Noyes, Dorothy. From Heritage to Sustainability to Resilience: Compromised Concepts in Rising Waters

I will discuss the shifting keywords or slogan-concepts that have influenced public debate and policy initiatives relating to disempowered populations and their cultural repertoires. I argue that all derive ultimately from the nineteenth century evolutionist concept of "survival." On the one hand, they reflect a process of euphemization, with each new term fleeing the stigma of its predecessor. On the other, they index a growing lack of societal confidence in the narrative of modern progress, as well as decreasing institutional willingness to assume responsibility for the collective wellbeing.

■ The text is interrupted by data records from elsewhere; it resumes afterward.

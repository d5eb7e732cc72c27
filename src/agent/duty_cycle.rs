//! Driver Duty Cycle
//!
//! [`DriverAgent`] owns everything the driver thread touches: the command
//! listener, the conductor behind it and the proxy that answers clients.
//! [`AgentRunner`] spins it on a dedicated OS thread.
//!
//! ## Idle Strategy
//!
//! Each cycle drains at most a bounded batch of commands and runs the
//! conductor's housekeeping. A cycle that found no work sleeps for
//! `idle_sleep` before trying again; a busy cycle loops immediately.

use crate::agent::DriverConfig;
use crate::client::ClientProxy;
use crate::conductor::RegistrationConductor;
use crate::dispatch::ClientListener;
use crate::errors::{epoch_millis, DistinctErrorLog, SharedErrorLog, SystemCounters};
use crate::queue::{ManyToOneRingBuffer, QueueResult, RingBufferConsumer};
use std::io;
use std::sync::atomic::{AtomicBool, Ordering};
use std::sync::Arc;
use std::thread::{self, JoinHandle};
use std::time::Duration;
use tracing::{debug, info, warn};

/// The driver's single-threaded unit of work.
#[derive(Debug)]
pub struct DriverAgent {
    listener: ClientListener<RegistrationConductor, ClientProxy>,
    to_driver: Arc<ManyToOneRingBuffer>,
    to_clients: Arc<ManyToOneRingBuffer>,
    counters: SystemCounters,
    error_log: SharedErrorLog,
}

impl DriverAgent {
    /// Allocates the command queue and response buffer and wires the
    /// listener, conductor and client proxy together.
    pub fn new(config: &DriverConfig) -> QueueResult<Self> {
        let to_driver = Arc::new(ManyToOneRingBuffer::new(config.command_queue_capacity)?);
        let to_clients = Arc::new(ManyToOneRingBuffer::new(config.response_buffer_capacity)?);
        let consumer = RingBufferConsumer::claim(Arc::clone(&to_driver))?;

        let counters = SystemCounters::new();
        let error_log = DistinctErrorLog::shared(config.error_log_capacity);

        let conductor = RegistrationConductor::new(
            config.client_liveness_timeout,
            counters.client_timeouts.clone(),
        );
        let proxy = ClientProxy::new(Arc::clone(&to_clients), counters.dropped_responses.clone());

        let listener = ClientListener::new(
            consumer,
            conductor,
            proxy,
            counters.clone(),
            Arc::clone(&error_log),
        );

        Ok(Self {
            listener,
            to_driver,
            to_clients,
            counters,
            error_log,
        })
    }

    /// Runs one duty cycle and returns the amount of work done.
    ///
    /// The conductor clock advances before commands are drained, so commands
    /// received in this cycle are stamped with `now_ms`.
    pub fn do_work(&mut self, now_ms: i64) -> usize {
        let timeouts = self.listener.conductor_mut().do_work(now_ms);
        let commands = self.listener.receive();
        timeouts + commands
    }

    /// Queue clients write commands to.
    pub fn to_driver(&self) -> &Arc<ManyToOneRingBuffer> {
        &self.to_driver
    }

    /// Buffer error responses are written to.
    pub fn to_clients(&self) -> &Arc<ManyToOneRingBuffer> {
        &self.to_clients
    }

    pub fn counters(&self) -> &SystemCounters {
        &self.counters
    }

    pub fn error_log(&self) -> &SharedErrorLog {
        &self.error_log
    }

    pub fn conductor(&self) -> &RegistrationConductor {
        self.listener.conductor()
    }
}

/// A [`DriverAgent`] running on its own thread.
///
/// Dropping the runner stops the thread and waits for it.
#[derive(Debug)]
pub struct AgentRunner {
    running: Arc<AtomicBool>,
    handle: Option<JoinHandle<DriverAgent>>,
}

impl AgentRunner {
    /// Moves `agent` onto a new thread named `driver-conductor`.
    ///
    /// # Arguments
    ///
    /// * `agent` - The agent to run
    /// * `idle_sleep` - Pause after a cycle that did no work
    pub fn start(agent: DriverAgent, idle_sleep: Duration) -> io::Result<Self> {
        let running = Arc::new(AtomicBool::new(true));
        let flag = Arc::clone(&running);

        let handle = thread::Builder::new()
            .name("driver-conductor".to_string())
            .spawn(move || run_duty_cycle(agent, flag, idle_sleep))?;

        info!(idle_sleep_ms = idle_sleep.as_millis() as u64, "Driver agent started");

        Ok(Self {
            running,
            handle: Some(handle),
        })
    }

    /// Returns true while the duty cycle thread has not been asked to stop.
    pub fn is_running(&self) -> bool {
        self.running.load(Ordering::Acquire)
    }

    /// Signals the thread to stop and hands the agent back.
    ///
    /// Returns `None` if the runner was already stopped or the thread
    /// panicked.
    pub fn stop(&mut self) -> Option<DriverAgent> {
        self.running.store(false, Ordering::Release);
        let handle = self.handle.take()?;

        match handle.join() {
            Ok(agent) => {
                info!("Driver agent stopped");
                Some(agent)
            }
            Err(_) => {
                warn!("Driver agent thread panicked");
                None
            }
        }
    }
}

impl Drop for AgentRunner {
    fn drop(&mut self) {
        self.stop();
    }
}

fn run_duty_cycle(mut agent: DriverAgent, running: Arc<AtomicBool>, idle_sleep: Duration) -> DriverAgent {
    while running.load(Ordering::Acquire) {
        let work_count = agent.do_work(epoch_millis());
        if work_count == 0 {
            thread::sleep(idle_sleep);
        }
    }

    debug!(
        commands = agent.counters.commands_received.get(),
        errors = agent.counters.errors.get(),
        "Duty cycle exited"
    );
    agent
}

Shao, Wenyuan. Traditional Yi Language and Culture in Contemporary Society: A Field Trip Report from Southwest China

This presentation is based on my three-month adventure in China this summer break. The field trip site is located in Guizhou Province. Guizhou is a manifestation of southwest China’s cultural dynamics: home to 49 out of 56 officially sanctioned ethnic groups, three main world religions, and two major local beliefs. I specifically want to look at the Yi, which, in terms of population, is one of the largest ethnic minority groups in Guizhou as well as in China. I arrived at Bijie, a prefecture-level city, in the middle of cold May and lived with local people for about three months. In this presentation I focus on the ways by which Yi people respond to modernization. In the sphere of everyday life, public festival, scholarly publication and governmental move, traditional culture as indigenous resources were utilized in the struggle of identity crisis, cultural survival and poverty alleviation. Questions in my mind include: What kinds of people are involved in preserving traditional Yi language and culture? How do those people treat me as an outsider (or as a junior female scholar)? How do they use traditional culture? What parts of the traditional culture will they regard as important? What changes do they make in the process of reorganizing, rewriting and recontextualizing? And, in a broader sense, why should people care about the language and culture of ethnic minorities?